▸ **How to complete this task**
Please return the whole listing word for word.

▸ **Data for this task**
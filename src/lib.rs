// Copyright 2025 Cowboy AI, LLC.

//! # Tournament Domain
//!
//! Core Domain-Driven Design (DDD) components for tournament management:
//! the enrollment and match lifecycles of a golf-competition client.
//!
//! This crate provides the fundamental building blocks:
//! - **Entity**: Types with identity, behind phantom-typed IDs
//! - **Value Objects**: Immutable, validated-at-construction types
//!   (handicaps, ratings, tees, holes)
//! - **Aggregates**: `Enrollment` and `Match`, immutable values whose
//!   command methods validate a state transition and return a new
//!   instance
//! - **State Machines**: Enum-based statuses with explicit adjacency
//!   tables and validated transitions
//! - **Repositories**: Async boundaries named after business actions,
//!   returning persisted-shape records
//! - **Views**: Flat read models with derived booleans for UI gating
//!
//! ## Design Principles
//!
//! 1. **Type Safety**: Phantom types keep entity IDs apart at compile time
//! 2. **Immutability**: Aggregates are copy-on-write; a failed command
//!    leaves the receiver untouched
//! 3. **Controlled State**: Closed enums restrict statuses and their
//!    transitions to the adjacency table, at a single compiler-checked
//!    location
//! 4. **Fail Closed**: Wire records reject unknown fields and every
//!    value is re-validated on the way in
//! 5. **Remote Source of Truth**: Local validation exists to fail fast;
//!    the server reconciles concurrent conflicts

#![warn(missing_docs)]

mod entity;
mod enrollment;
mod errors;
mod identifiers;
mod match_play;
mod repository;
pub mod state_machine;
mod value_objects;
mod views;

// Re-export core types
pub use entity::{DomainEntity, EntityId, EnrollmentMarker, MatchMarker};
pub use enrollment::{Enrollment, EnrollmentRecord, EnrollmentStatus};
pub use errors::{DomainError, DomainResult};
pub use identifiers::{CompetitionId, EnrollmentId, MatchId, RoundId, TeamId, UserId};
pub use match_play::{
    Match, MatchPlayer, MatchPlayerRecord, MatchProps, MatchRecord, MatchStatus, StrokesRecipient,
};
pub use repository::{
    EnrollmentRepository, InMemoryEnrollmentRepository, InMemoryMatchRepository, MatchRepository,
};
pub use state_machine::{State, StateTransitions};
pub use value_objects::{
    CourseRating, Gender, Handicap, Hole, HoleDto, HoleNumber, Par, SlopeRating, StrokeIndex,
    Tee, TeeCategory, TeeDto,
};
pub use views::{EnrollmentDisplayFields, EnrollmentView, MatchView};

▸ **Your response**
filename src/lib.rs
// Copyright 2025 Cowboy AI, LLC.

//! # Tournament Domain
//!
//! Core Domain-Driven Design (DDD) components for tournament management:
//! the enrollment and match lifecycles of a golf-competition client.
//!
//! This crate provides the fundamental building blocks:
//! - **Entity**: Types with identity, behind phantom-typed IDs
//! - **Value Objects**: Immutable, validated-at-construction types
//!   (handicaps, ratings, tees, holes)
//! - **Aggregates**: `Enrollment` and `Match`, immutable values whose
//!   command methods validate a state transition and return a new
//!   instance
//! - **State Machines**: Enum-based statuses with explicit adjacency
//!   tables and validated transitions
//! - **Repositories**: Async boundaries named after business actions,
//!   returning persisted-shape records
//! - **Views**: Flat read models with derived booleans for UI gating
//!
//! ## Design Principles
//!
//! 1. **Type Safety**: Phantom types keep entity IDs apart at compile time
//! 2. **Immutability**: Aggregates are copy-on-write; a failed command
//!    leaves the receiver untouched
//! 3. **Controlled State**: Closed enums restrict statuses and their
//!    transitions to the adjacency table, at a single compiler-checked
//!    location
//! 4. **Fail Closed**: Wire records reject unknown fields and every
//!    value is re-validated on the way in
//! 5. **Remote Source of Truth**: Local validation exists to fail fast;
//!    the server reconciles concurrent conflicts

#![warn(missing_docs)]

mod entity;
mod enrollment;
mod errors;
mod identifiers;
mod match_play;
mod repository;
pub mod state_machine;
mod value_objects;
mod views;

// Re-export core types
pub use entity::{DomainEntity, EntityId, EnrollmentMarker, MatchMarker};
pub use enrollment::{Enrollment, EnrollmentRecord, EnrollmentStatus};
pub use errors::{DomainError, DomainResult};
pub use identifiers::{CompetitionId, EnrollmentId, MatchId, RoundId, TeamId, UserId};
pub use match_play::{
    Match, MatchPlayer, MatchPlayerRecord, MatchProps, MatchRecord, MatchStatus, StrokesRecipient,
};
pub use repository::{
    EnrollmentRepository, InMemoryEnrollmentRepository, InMemoryMatchRepository, MatchRepository,
};
pub use state_machine::{State, StateTransitions};
pub use value_objects::{
    CourseRating, Gender, Handicap, Hole, HoleDto, HoleNumber, Par, SlopeRating, StrokeIndex,
    Tee, TeeCategory, TeeDto,
};
pub use views::{EnrollmentDisplayFields, EnrollmentView, MatchView};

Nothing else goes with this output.